L’entusiasmo. Quello al Flaminio proprio non mancava. E’ inutile nascondersi dietro un dito: quando la speranza di poter raggiungere l’obiettivo per la scalata verso serie superiori, diventa sempre più realtà, il tifoso giallorosso puntualmente viene travolto dalla necessità vitale e sanguigna di dover incitare 11 persone che corrono dietro a un pallone. Anche se in teoria dovremmo esser già falliti. Anche se la bile è esplosa già da tempo. Anche se in molti sdegnati e per ovvi motivi, disertano da tanto.

 “Non vedevo il Catanzaro da Ascoli, mi vestivi puru alla stessa manera, compresu i mutandi, avera e portara bonu”

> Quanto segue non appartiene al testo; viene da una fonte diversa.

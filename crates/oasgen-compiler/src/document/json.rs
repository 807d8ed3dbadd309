//! Recursive-descent JSON parser producing located [`Node`] trees.
//!
//! Two budgets guard against hostile input: execution fuel (tokens consumed)
//! and recursion depth. Exhausting either is a `ParseLimit` diagnostic, never
//! a stack overflow.

use rowan::{TextRange, TextSize};

use super::lexer::{Token, TokenKind, lex, token_text};
use super::node::{Node, Object, Value};
use super::source_map::SourceId;
use crate::diagnostics::{Diagnostic, DiagnosticKind, Span};

/// Parser budgets.
#[derive(Debug, Clone, Copy, PartialEq, Eq)]
pub struct ParseLimits {
    pub fuel: u32,
    pub depth: u32,
}

impl Default for ParseLimits {
    fn default() -> Self {
        Self {
            fuel: 1_000_000,
            depth: 128,
        }
    }
}

pub fn parse_json(source: &str, id: SourceId, limits: ParseLimits) -> Result<Node, Diagnostic> {
    let mut parser = JsonParser {
        source,
        tokens: lex(source),
        pos: 0,
        id,
        fuel: limits.fuel,
        depth: 0,
        max_depth: limits.depth,
    };
    let node = parser.value()?;
    if let Some(extra) = parser.peek() {
        return Err(parser.unexpected(extra, "end of document"));
    }
    Ok(node)
}

struct JsonParser<'s> {
    source: &'s str,
    tokens: Vec<Token>,
    pos: usize,
    id: SourceId,
    fuel: u32,
    depth: u32,
    max_depth: u32,
}

impl<'s> JsonParser<'s> {
    fn peek(&self) -> Option<Token> {
        self.tokens.get(self.pos).copied()
    }

    fn bump(&mut self) -> Result<Token, Diagnostic> {
        let Some(token) = self.peek() else {
            return Err(self.eof());
        };
        if self.fuel == 0 {
            return Err(Diagnostic::new(DiagnosticKind::ParseLimit, self.span(token.span))
                .message("execution limit exceeded"));
        }
        self.fuel -= 1;
        self.pos += 1;
        Ok(token)
    }

    fn expect(&mut self, kind: TokenKind, what: &str) -> Result<Token, Diagnostic> {
        let token = self.bump()?;
        if token.kind != kind {
            return Err(self.unexpected(token, what));
        }
        Ok(token)
    }

    fn span(&self, range: TextRange) -> Span {
        Span::new(self.id, range)
    }

    fn eof(&self) -> Diagnostic {
        let end = TextSize::of(self.source);
        Diagnostic::new(DiagnosticKind::JsonSyntax, self.span(TextRange::empty(end)))
            .message("unexpected end of document")
    }

    fn unexpected(&self, token: Token, expected: &str) -> Diagnostic {
        Diagnostic::new(DiagnosticKind::JsonSyntax, self.span(token.span)).message(format!(
            "expected {}, found {}",
            expected,
            token.kind.describe()
        ))
    }

    fn enter(&mut self, at: TextRange) -> Result<(), Diagnostic> {
        self.depth += 1;
        if self.depth > self.max_depth {
            return Err(Diagnostic::new(DiagnosticKind::ParseLimit, self.span(at))
                .message("recursion limit exceeded"));
        }
        Ok(())
    }

    fn value(&mut self) -> Result<Node, Diagnostic> {
        let token = self.bump()?;
        let value = match token.kind {
            TokenKind::Null => Value::Null,
            TokenKind::True => Value::Bool(true),
            TokenKind::False => Value::Bool(false),
            TokenKind::Number => Value::Number(self.number(token)?),
            TokenKind::String => Value::String(self.string(token)?),
            TokenKind::LBrace => return self.object(token),
            TokenKind::LBracket => return self.array(token),
            _ => return Err(self.unexpected(token, "a value")),
        };
        Ok(Node::new(token.span, value))
    }

    fn number(&self, token: Token) -> Result<serde_json::Number, Diagnostic> {
        let text = token_text(self.source, &token);
        text.parse::<serde_json::Number>().map_err(|_| {
            Diagnostic::new(DiagnosticKind::JsonSyntax, self.span(token.span))
                .message(format!("number `{}` is out of range", text))
        })
    }

    fn string(&self, token: Token) -> Result<String, Diagnostic> {
        let text = token_text(self.source, &token);
        serde_json::from_str::<String>(text).map_err(|e| {
            Diagnostic::new(DiagnosticKind::JsonSyntax, self.span(token.span))
                .message(format!("invalid string literal ({})", e))
        })
    }

    fn object(&mut self, open: Token) -> Result<Node, Diagnostic> {
        self.enter(open.span)?;
        let mut object = Object::new();

        if self.peek().is_some_and(|t| t.kind == TokenKind::RBrace) {
            let close = self.bump()?;
            self.depth -= 1;
            return Ok(Node::new(open.span.cover(close.span), Value::Object(object)));
        }

        loop {
            let key_token = self.expect(TokenKind::String, "object key")?;
            let key = self.string(key_token)?;
            self.expect(TokenKind::Colon, "`:`")?;
            let value = self.value()?;
            if let Some(previous) = object.insert(key.clone(), key_token.span, value) {
                return Err(
                    Diagnostic::new(DiagnosticKind::DuplicateKey, self.span(key_token.span))
                        .message(&key)
                        .related_to(self.span(previous), "first defined here"),
                );
            }

            let token = self.bump()?;
            match token.kind {
                TokenKind::Comma => continue,
                TokenKind::RBrace => {
                    self.depth -= 1;
                    return Ok(Node::new(open.span.cover(token.span), Value::Object(object)));
                }
                _ => return Err(self.unexpected(token, "`,` or `}`")),
            }
        }
    }

    fn array(&mut self, open: Token) -> Result<Node, Diagnostic> {
        self.enter(open.span)?;
        let mut items = Vec::new();

        if self.peek().is_some_and(|t| t.kind == TokenKind::RBracket) {
            let close = self.bump()?;
            self.depth -= 1;
            return Ok(Node::new(open.span.cover(close.span), Value::Array(items)));
        }

        loop {
            items.push(self.value()?);
            let token = self.bump()?;
            match token.kind {
                TokenKind::Comma => continue,
                TokenKind::RBracket => {
                    self.depth -= 1;
                    return Ok(Node::new(open.span.cover(token.span), Value::Array(items)));
                }
                _ => return Err(self.unexpected(token, "`,` or `]`")),
            }
        }
    }
}
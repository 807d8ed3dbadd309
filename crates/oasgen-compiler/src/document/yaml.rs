//! YAML front end.
//!
//! `serde_yaml` does the parsing; it does not expose node positions, so a
//! [`Locator`] walks the source lines alongside the parsed value and
//! recovers the range of every block mapping key and sequence item. Flow
//! collections and alias expansions inherit the range of the key that holds
//! them. Recovery never fails: when the text cannot be matched the parent's
//! range is used.

use rowan::{TextRange, TextSize};
use serde_yaml::Value as YamlValue;

use super::node::{Node, Object, Value};
use super::source_map::SourceId;
use crate::diagnostics::{Diagnostic, DiagnosticKind, Span};

pub fn parse_yaml(source: &str, id: SourceId) -> Result<Node, Diagnostic> {
    let value: YamlValue = serde_yaml::from_str(source).map_err(|e| {
        let offset = e
            .location()
            .map(|l| TextSize::from(l.index().min(source.len()) as u32))
            .unwrap_or_default();
        let message = e.to_string();
        let message = match message.find(" at line ") {
            Some(cut) => message[..cut].to_string(),
            None => message,
        };
        Diagnostic::new(DiagnosticKind::YamlSyntax, Span::new(id, TextRange::empty(offset)))
            .message(message)
    })?;

    let locator = Locator::new(source, id);
    let root = TextRange::up_to(TextSize::of(source));
    let shape = Shape::of_root(source);
    locator.convert(&value, root, shape)
}

/// How a collection is laid out in the text.
#[derive(Debug, Clone, Copy)]
enum Shape {
    /// Block collection whose entries start at or after this line and column.
    Block { line: usize, col: usize },
    /// Flow collection, alias or anything the locator cannot follow.
    Opaque,
}

impl Shape {
    fn of_root(source: &str) -> Self {
        let first = source
            .lines()
            .map(str::trim_start)
            .find(|l| !l.is_empty() && !l.starts_with('#') && !l.starts_with("---"));
        match first {
            Some(l) if l.starts_with('{') || l.starts_with('[') => Shape::Opaque,
            _ => Shape::Block { line: 0, col: 0 },
        }
    }
}

struct Line<'s> {
    start: usize,
    text: &'s str,
}

struct Locator<'s> {
    lines: Vec<Line<'s>>,
    id: SourceId,
}

impl<'s> Locator<'s> {
    fn new(source: &'s str, id: SourceId) -> Self {
        let mut lines = Vec::new();
        let mut start = 0;
        for text in source.split('\n') {
            lines.push(Line {
                start,
                text: text.strip_suffix('\r').unwrap_or(text),
            });
            start += text.len() + 1;
        }
        Self { lines, id }
    }

    fn range(&self, line: usize, col: usize, len: usize) -> TextRange {
        let start = self.lines[line].start + col;
        TextRange::at(TextSize::from(start as u32), TextSize::from(len as u32))
    }

    /// Range from `col` to the end of the line's content, comments excluded.
    fn rest_of_line(&self, line: usize, col: usize) -> TextRange {
        let text = self.lines[line].text;
        let content = strip_comment(&text[col.min(text.len())..]).trim_end();
        self.range(line, col, content.len().max(1))
    }

    fn convert(&self, value: &YamlValue, range: TextRange, shape: Shape) -> Result<Node, Diagnostic> {
        let value = match value {
            YamlValue::Null => Value::Null,
            YamlValue::Bool(b) => Value::Bool(*b),
            YamlValue::Number(n) => number(n),
            YamlValue::String(s) => Value::String(s.clone()),
            YamlValue::Tagged(tagged) => return self.convert(&tagged.value, range, shape),
            YamlValue::Sequence(items) => Value::Array(self.sequence(items, range, shape)?),
            YamlValue::Mapping(map) => Value::Object(self.mapping(map, range, shape)?),
        };
        Ok(Node::new(range, value))
    }

    fn mapping(
        &self,
        map: &serde_yaml::Mapping,
        parent: TextRange,
        shape: Shape,
    ) -> Result<Object, Diagnostic> {
        let mut object = Object::new();
        let mut cursor = match shape {
            Shape::Block { line, col } => Some((line, col)),
            Shape::Opaque => None,
        };
        let mut column: Option<usize> = None;

        for (key, value) in map {
            let key = self.key_string(key, parent)?;
            let found = cursor.and_then(|(line, col)| self.find_key(&key, line, col, column));

            let (key_range, child_range, child_shape) = match found {
                Some((line, col, len)) => {
                    column = Some(col);
                    cursor = Some((line + 1, 0));
                    let key_range = self.range(line, col, len);
                    let after = col + len;
                    let (child_range, child_shape) = self.value_layout(line, after, key_range);
                    (key_range, child_range, child_shape)
                }
                None => (parent, parent, Shape::Opaque),
            };

            let node = self.convert(value, child_range, child_shape)?;
            if let Some(previous) = object.insert(key.clone(), key_range, node) {
                return Err(Diagnostic::new(
                    DiagnosticKind::DuplicateKey,
                    Span::new(self.id, key_range),
                )
                .message(&key)
                .related_to(Span::new(self.id, previous), "first defined here"));
            }
        }
        Ok(object)
    }

    fn sequence(
        &self,
        items: &[YamlValue],
        parent: TextRange,
        shape: Shape,
    ) -> Result<Vec<Node>, Diagnostic> {
        let mut cursor = match shape {
            Shape::Block { line, col } => Some((line, col)),
            Shape::Opaque => None,
        };
        let mut column: Option<usize> = None;
        let mut out = Vec::with_capacity(items.len());

        for item in items {
            let found = cursor.and_then(|(line, col)| self.find_dash(line, col, column));
            let (range, item_shape) = match found {
                Some((line, col)) => {
                    column = Some(col);
                    cursor = Some((line + 1, 0));
                    let range = self.rest_of_line(line, col);
                    let rest = strip_comment(&self.lines[line].text[col + 1..]).trim();
                    let item_shape = if is_opaque_start(rest) {
                        Shape::Opaque
                    } else {
                        Shape::Block { line, col: col + 1 }
                    };
                    (range, item_shape)
                }
                None => (parent, Shape::Opaque),
            };
            out.push(self.convert(item, range, item_shape)?);
        }
        Ok(out)
    }

    /// Layout of the value that follows a key ending at `after`.
    fn value_layout(&self, line: usize, after: usize, key_range: TextRange) -> (TextRange, Shape) {
        let text = self.lines[line].text;
        let rest = &text[after.min(text.len())..];
        let colon = rest.find(':').map(|i| i + 1).unwrap_or(rest.len());
        let inline = strip_comment(&rest[colon..]).trim();

        if inline.is_empty() || inline.starts_with('|') || inline.starts_with('>') {
            return (key_range, Shape::Block { line: line + 1, col: 0 });
        }
        if is_opaque_start(inline) {
            return (key_range, Shape::Opaque);
        }
        // Inline scalar, or an anchored block collection on following lines.
        let range = key_range.cover(self.rest_of_line(line, after));
        if inline.starts_with('&') && !inline.contains(' ') {
            return (range, Shape::Block { line: line + 1, col: 0 });
        }
        (range, Shape::Block { line, col: after })
    }

    fn key_string(&self, key: &YamlValue, parent: TextRange) -> Result<String, Diagnostic> {
        match key {
            YamlValue::String(s) => Ok(s.clone()),
            YamlValue::Number(n) => Ok(n.to_string()),
            YamlValue::Bool(b) => Ok(b.to_string()),
            YamlValue::Null => Ok("null".to_string()),
            YamlValue::Tagged(tagged) => self.key_string(&tagged.value, parent),
            YamlValue::Sequence(_) | YamlValue::Mapping(_) => Err(Diagnostic::new(
                DiagnosticKind::YamlSyntax,
                Span::new(self.id, parent),
            )
            .message("complex mapping keys are not supported")),
        }
    }

    /// Find `key:` at a key position, starting at (`line`, `col`).
    ///
    /// Once the mapping's column is known, only keys at that column match.
    fn find_key(
        &self,
        key: &str,
        line: usize,
        col: usize,
        column: Option<usize>,
    ) -> Option<(usize, usize, usize)> {
        for idx in line..self.lines.len() {
            let text = self.lines[idx].text;
            let min = if idx == line { col } else { 0 };
            for pos in key_positions(text) {
                if pos < min || column.is_some_and(|c| c != pos) {
                    continue;
                }
                if let Some(len) = match_key(&text[pos..], key) {
                    return Some((idx, pos, len));
                }
            }
        }
        None
    }

    fn find_dash(&self, line: usize, col: usize, column: Option<usize>) -> Option<(usize, usize)> {
        for idx in line..self.lines.len() {
            let text = self.lines[idx].text;
            let min = if idx == line { col } else { 0 };
            for pos in key_positions(text) {
                if pos < min || column.is_some_and(|c| c != pos) {
                    continue;
                }
                let rest = &text[pos..];
                if rest == "-" || rest.starts_with("- ") {
                    return Some((idx, pos));
                }
            }
        }
        None
    }
}

/// Columns where a key or a sequence dash may start: the indentation, and
/// after every leading `- ` marker.
fn key_positions(text: &str) -> Vec<usize> {
    let mut positions = Vec::new();
    let mut col = text.len() - text.trim_start_matches(' ').len();
    if col >= text.len() || text[col..].starts_with('#') {
        return positions;
    }
    positions.push(col);
    while text[col..].starts_with("- ") {
        col += 1;
        col += text[col..].len() - text[col..].trim_start_matches(' ').len();
        if col >= text.len() {
            break;
        }
        positions.push(col);
    }
    positions
}

/// Length of `key` as written at the start of `rest` (quotes included),
/// if `rest` is that key followed by a mapping colon.
fn match_key(rest: &str, key: &str) -> Option<usize> {
    for quote in ["", "'", "\""] {
        let Some(after_open) = rest.strip_prefix(quote) else {
            continue;
        };
        let Some(after_key) = after_open.strip_prefix(key) else {
            continue;
        };
        let Some(after_close) = after_key.strip_prefix(quote) else {
            continue;
        };
        let len = rest.len() - after_close.len();
        let after_space = after_close.trim_start_matches(' ');
        if let Some(tail) = after_space.strip_prefix(':')
            && (tail.is_empty() || tail.starts_with(' ') || tail.starts_with('\t'))
        {
            return Some(len);
        }
    }
    None
}

fn is_opaque_start(text: &str) -> bool {
    text.starts_with('{') || text.starts_with('[') || text.starts_with('*')
}

fn strip_comment(text: &str) -> &str {
    let mut in_single = false;
    let mut in_double = false;
    let mut prev = ' ';
    for (i, c) in text.char_indices() {
        match c {
            '\'' if !in_double => in_single = !in_single,
            '"' if !in_single => in_double = !in_double,
            '#' if !in_single && !in_double && (prev == ' ' || i == 0) => return &text[..i],
            _ => {}
        }
        prev = c;
    }
    text
}

fn number(n: &serde_yaml::Number) -> Value {
    if let Some(i) = n.as_i64() {
        return Value::Number(i.into());
    }
    if let Some(u) = n.as_u64() {
        return Value::Number(u.into());
    }
    match n.as_f64().and_then(serde_json::Number::from_f64) {
        Some(f) => Value::Number(f),
        None => Value::String(n.to_string()),
    }
}
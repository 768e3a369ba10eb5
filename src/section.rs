//! Group header classification
//!
//! A header line is one of the `[Desktop Entry]` group, a
//! `[Desktop Action <id>]` group, or an extension group kept opaquely.

use crate::error::{DesktopEntryError, Result};

/// The mandatory top-level header
pub const DESKTOP_ENTRY_HEADER: &str = "[Desktop Entry]";

/// Prefix of every action group header; the identifier starts right after it
pub const ACTION_HEADER_PREFIX: &str = "[Desktop Action ";

/// Group name prefix that routes a header to action validation
const ACTION_GROUP_NAME: &str = "Desktop Action";

/// Expected shape of a group header
#[derive(Debug, Clone, Copy, PartialEq, Eq)]
pub enum GroupKind {
    /// `[Desktop Entry]`
    DesktopEntry,
    /// `[Desktop Action <id>]`
    Action,
}

/// A classified group header
#[derive(Debug, Clone, PartialEq, Eq)]
pub enum GroupHeader {
    /// The `[Desktop Entry]` group
    DesktopEntry,
    /// An action group with its identifier
    Action(String),
    /// Any other group, by name
    Extension(String),
}

/// Checks that `header` has the exact shape required for `kind`
pub fn validate_group(kind: GroupKind, header: &str, line: usize) -> Result<()> {
    let valid = match kind {
        GroupKind::DesktopEntry => header == DESKTOP_ENTRY_HEADER,
        GroupKind::Action => header.starts_with(ACTION_HEADER_PREFIX) && header.ends_with(']'),
    };
    if valid {
        return Ok(());
    }

    Err(match kind {
        GroupKind::DesktopEntry => DesktopEntryError::MissingHeader {
            line,
            found: header.to_string(),
        },
        GroupKind::Action => DesktopEntryError::InvalidActionHeader {
            line,
            header: header.to_string(),
        },
    })
}

/// Classifies a trimmed line starting with `[`
pub fn classify_header(header: &str, line: usize) -> Result<GroupHeader> {
    let malformed = |reason| DesktopEntryError::MalformedGroupHeader {
        line,
        header: header.to_string(),
        reason,
    };

    if header.len() < 2 || !header.ends_with(']') {
        return Err(malformed("missing closing bracket"));
    }
    let name = &header[1..header.len() - 1];
    if name.is_empty() {
        return Err(malformed("empty group name"));
    }
    if name.contains(['[', ']']) {
        return Err(malformed("brackets inside group name"));
    }

    if header == DESKTOP_ENTRY_HEADER {
        return Ok(GroupHeader::DesktopEntry);
    }

    if name.starts_with(ACTION_GROUP_NAME) {
        validate_group(GroupKind::Action, header, line)?;
        let id = &header[ACTION_HEADER_PREFIX.len()..header.len() - 1];
        if id.trim().is_empty() {
            return Err(DesktopEntryError::InvalidActionHeader {
                line,
                header: header.to_string(),
            });
        }
        return Ok(GroupHeader::Action(id.to_string()));
    }

    Ok(GroupHeader::Extension(name.to_string()))
}
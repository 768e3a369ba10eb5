//! Field validators
//!
//! Each rule is a fixed lookup table plus a small check, so it can be tested
//! on its own and reused outside the parser.

use crate::entry::EntryType;
use crate::error::FieldError;

/// Values accepted for the `Type` key
pub const VALID_TYPES: [&str; 3] = ["Application", "Link", "Directory"];

/// Letters accepted after `%` in an `Exec` value
pub const EXEC_FIELD_CODES: [u8; 10] = [b'f', b'F', b'u', b'U', b'i', b'c', b'k', b'v', b'm', b'%'];

/// Byte lookup table for key validation
#[derive(Debug, Clone)]
pub struct KeyCharTable([bool; 256]);

impl KeyCharTable {
    /// Builds the table at compile time
    pub const fn new() -> Self {
        let mut table = [false; 256];
        let mut i = 0;

        while i < 256 {
            let ch = i as u8;
            table[i] = matches!(
                ch,
                b'a'..=b'z'
                    | b'A'..=b'Z'
                    | b'0'..=b'9'
                    | b'-'
                    | b'_'
                    | b'@'
                    | b'.'
                    | b'['
                    | b']'
                    | b'='
            );
            i += 1;
        }

        Self(table)
    }

    /// Checks if a byte may appear in a key
    #[inline(always)]
    pub const fn is_key_byte(&self, ch: u8) -> bool {
        self.0[ch as usize]
    }
}

impl Default for KeyCharTable {
    fn default() -> Self {
        Self::new()
    }
}

/// Global key table instance
pub static KEY_CHAR_TABLE: KeyCharTable = KeyCharTable::new();

/// Checks a `Type` value against the fixed enumeration
pub fn validate_type(value: &str) -> Result<EntryType, FieldError> {
    value.parse()
}

/// Checks an `Exec` value: non-empty, and every `%` starts a known field code
pub fn validate_exec(value: &str) -> Result<(), FieldError> {
    if value.is_empty() {
        return Err(FieldError::EmptyExec);
    }

    let bytes = value.as_bytes();
    let mut i = 0;
    while let Some(offset) = memchr::memchr(b'%', &bytes[i..]) {
        let percent = i + offset;
        let Some(code) = value[percent + 1..].chars().next() else {
            return Err(FieldError::DanglingFieldCode {
                value: value.to_string(),
            });
        };
        if !code.is_ascii() || !EXEC_FIELD_CODES.contains(&(code as u8)) {
            return Err(FieldError::UnknownFieldCode {
                code,
                value: value.to_string(),
            });
        }
        // `%%` is consumed as a unit
        i = percent + 2;
    }

    Ok(())
}

/// Returns true if every byte of `key` is in the locale-key character set
pub fn validate_locale_string(key: &str) -> bool {
    key.bytes().all(|b| KEY_CHAR_TABLE.is_key_byte(b))
}

#[cfg(test)]
mod tests {
    use super::*;

    #[test]
    fn test_validate_type() {
        for value in VALID_TYPES {
            assert!(validate_type(value).is_ok(), "{} should be valid", value);
        }
        assert_eq!(validate_type("Application"), Ok(EntryType::Application));
        assert_eq!(
            validate_type("Foo"),
            Err(FieldError::InvalidType {
                value: "Foo".to_string()
            })
        );
        assert!(validate_type("application").is_err());
        assert!(validate_type("").is_err());
    }

    #[test]
    fn test_validate_exec_without_field_codes() {
        assert!(validate_exec("foo").is_ok());
        assert!(validate_exec("/usr/bin/foo --flag").is_ok());
        assert_eq!(validate_exec(""), Err(FieldError::EmptyExec));
    }

    #[test]
    fn test_validate_exec_field_codes() {
        assert!(validate_exec("foo %f %u").is_ok());
        assert!(validate_exec("foo %F %U %i %c %k %v %m").is_ok());
        assert!(validate_exec("printf 100%%").is_ok());
        assert!(validate_exec("%%%f").is_ok());
    }

    #[test]
    fn test_validate_exec_unknown_code() {
        match validate_exec("foo %x") {
            Err(FieldError::UnknownFieldCode { code, value }) => {
                assert_eq!(code, 'x');
                assert_eq!(value, "foo %x");
            }
            other => panic!("Expected UnknownFieldCode, got {:?}", other),
        }
        assert!(matches!(
            validate_exec("foo %\u{e9}"),
            Err(FieldError::UnknownFieldCode { code: '\u{e9}', .. })
        ));
    }

    #[test]
    fn test_validate_exec_dangling_code() {
        assert!(matches!(
            validate_exec("foo %"),
            Err(FieldError::DanglingFieldCode { .. })
        ));
        assert!(matches!(
            validate_exec("foo %%%"),
            Err(FieldError::DanglingFieldCode { .. })
        ));
    }

    #[test]
    fn test_validate_locale_string() {
        assert!(validate_locale_string("Name"));
        assert!(validate_locale_string("X-Vendor_Key2"));
        assert!(validate_locale_string("Name[sr_YU@Latn]"));
        assert!(validate_locale_string("Comment[en_US.UTF-8]"));
        assert!(!validate_locale_string("Bad Key"));
        assert!(!validate_locale_string("Bad!"));
        assert!(!validate_locale_string("Caf\u{e9}"));
    }

    #[test]
    fn test_key_table_bounds() {
        assert!(KEY_CHAR_TABLE.is_key_byte(b'a'));
        assert!(KEY_CHAR_TABLE.is_key_byte(b'='));
        assert!(!KEY_CHAR_TABLE.is_key_byte(b' '));
        assert!(!KEY_CHAR_TABLE.is_key_byte(0));
        assert!(!KEY_CHAR_TABLE.is_key_byte(255));
    }
}
//! Decoding of `;`-separated list values
//!
//! List keys such as `Categories` or `MimeType` hold several strings joined
//! by unescaped semicolons. Backslash escapes are resolved while splitting.

use smallvec::SmallVec;

/// Decoded list value; most lists fit inline without a heap allocation
pub type ListValue = SmallVec<[String; 4]>;

/// List element separator
pub const LIST_SEPARATOR: char = ';';

/// Maps the character following a backslash to its unescaped form
#[inline]
const fn unescape(c: char) -> char {
    match c {
        's' => ' ',
        'n' => '\n',
        'r' => '\r',
        't' => '\t',
        // `;`, `\` and anything else pass through literally
        other => other,
    }
}

/// Decodes a raw list value into its ordered elements.
///
/// Splits on unescaped `;` and resolves `\s`, `\n`, `\r`, `\t`, `\;` and
/// `\\`; any other escaped character is kept with the backslash dropped.
/// When the input ends right after a separator, one empty element is
/// appended. A lone trailing backslash is ignored. Empty input decodes to an
/// empty list.
///
/// ```
/// use desktop_entry::decode_list;
///
/// let values = decode_list("a\\;b;c\\\\;;");
/// assert_eq!(values.as_slice(), ["a;b", "c\\", "", ""]);
/// assert!(decode_list("").is_empty());
/// ```
pub fn decode_list(raw: &str) -> ListValue {
    let mut values = ListValue::new();
    let mut current = String::new();
    let mut escaped = false;
    let mut after_separator = false;

    for c in raw.chars() {
        if escaped {
            current.push(unescape(c));
            escaped = false;
        } else if c == '\\' {
            escaped = true;
        } else if c == LIST_SEPARATOR {
            values.push(std::mem::take(&mut current));
            after_separator = true;
            continue;
        } else {
            current.push(c);
        }
        after_separator = false;
    }

    if !current.is_empty() {
        values.push(current);
    } else if after_separator {
        values.push(String::new());
    }

    values
}

#[cfg(test)]
mod tests {
    use super::*;

    fn decoded(raw: &str) -> Vec<String> {
        decode_list(raw).into_vec()
    }

    #[test]
    fn test_decode_list_escapes_and_trailing_empty() {
        assert_eq!(decoded("a\\;b;c\\\\;;"), vec!["a;b", "c\\", "", ""]);
    }

    #[test]
    fn test_decode_list_empty_input() {
        assert!(decode_list("").is_empty());
    }

    #[test]
    fn test_decode_list_whitespace_escapes() {
        assert_eq!(decoded("a\\sb\\tc"), vec!["a b\tc"]);
        assert_eq!(decoded("line\\nbreak\\r"), vec!["line\nbreak\r"]);
    }

    #[test]
    fn test_decode_list_unknown_escape_drops_backslash() {
        assert_eq!(decoded("\\x\\y"), vec!["xy"]);
    }

    #[test]
    fn test_decode_list_trailing_backslash_ignored() {
        assert_eq!(decoded("abc\\"), vec!["abc"]);
        assert_eq!(decoded("a;\\"), vec!["a"]);
        assert!(decode_list("\\").is_empty());
    }

    #[test]
    fn test_decode_list_plain_values() {
        assert_eq!(decoded("GNOME;GTK"), vec!["GNOME", "GTK"]);
        assert_eq!(decoded("GNOME;GTK;"), vec!["GNOME", "GTK", ""]);
        assert_eq!(decoded("a;;b"), vec!["a", "", "b"]);
        assert_eq!(decoded(";"), vec!["", ""]);
    }

    #[test]
    fn test_decode_list_unicode() {
        assert_eq!(decoded("caf\u{e9};\u{65e5}\u{672c}"), vec!["caf\u{e9}", "\u{65e5}\u{672c}"]);
    }

    #[test]
    fn test_short_lists_stay_inline() {
        assert!(!decode_list("a;b;c;d").spilled());
        assert!(decode_list("a;b;c;d;e").spilled());
    }
}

Le ultime parole famose nella processione per l’ingresso in curva. Sapientemente è stato fatto di tutto per dividere la tifoseria, nonostante si avesse a disposizione qualcosa che da anni, nelle varie trasferte, non si vede più: uno stadio con una curva degna di esser chiamata tale e che norme discutibili, hanno vietato di goderci tutti insieme. Di sicuro, quelli che a malincuore sono finiti in tribuna, non avranno il problema di dover star lì a spiegare nei prossimi giorni, come mai si ha una splendida abbronzatura ad evidenziatore che caratterizza la parte sinistra del corpo, collo in primis. Vedere l’erbetta così vicina e l’intero rettangolo di gioco così nitidamente aumenta la voglia di scalata alla categorie superiori che ci competono. Per non parlare del tabellone luminoso, da molti visto esclusivamente in televisione.

 “Chi minutu è, quantu manca?”-“Su tri uri chi tu dicu: u vidi ca c’è u tabellona? E’ scrittu tuttu da!”-”Non su abituatu, scusami”

Inizia la partita. Lo speaker cerca di sovrastare il boato giallorosso alzando il volume al limite distorsione casse: impresa fallita. A un minuto dall’inizio, nella bolgia più assoluta parte la prima osservazione tattica: “Simu misi boni in campu, dassamu ma si sfoganu ca mo cominciamu a iocara e ‘nda facimu dui”. Al terzo minuto, la stessa persona ”Aialà simu fermi do tuttu! Duva avimu e ira, ‘nda pigghiamu dui”. I cori sono sostenuti, ma i nostri in campo sembrano non avere la stessa grinta. Vono sbaglia l’uscita: ”Ma si pacciu? Chi volivi ma fai, non potimu pigghiara goal accussì” e il vicino “Ha poca esperienza, è bravu ma pè sti partiti ci vo Mancin…” dall’uscita spericolata ne consegue un angolo e Vono si supera respingendo una palla ormai dentro ”…elli!!! Si u numeru unu Vono! Atru ca Mancinelli senza capelli!”.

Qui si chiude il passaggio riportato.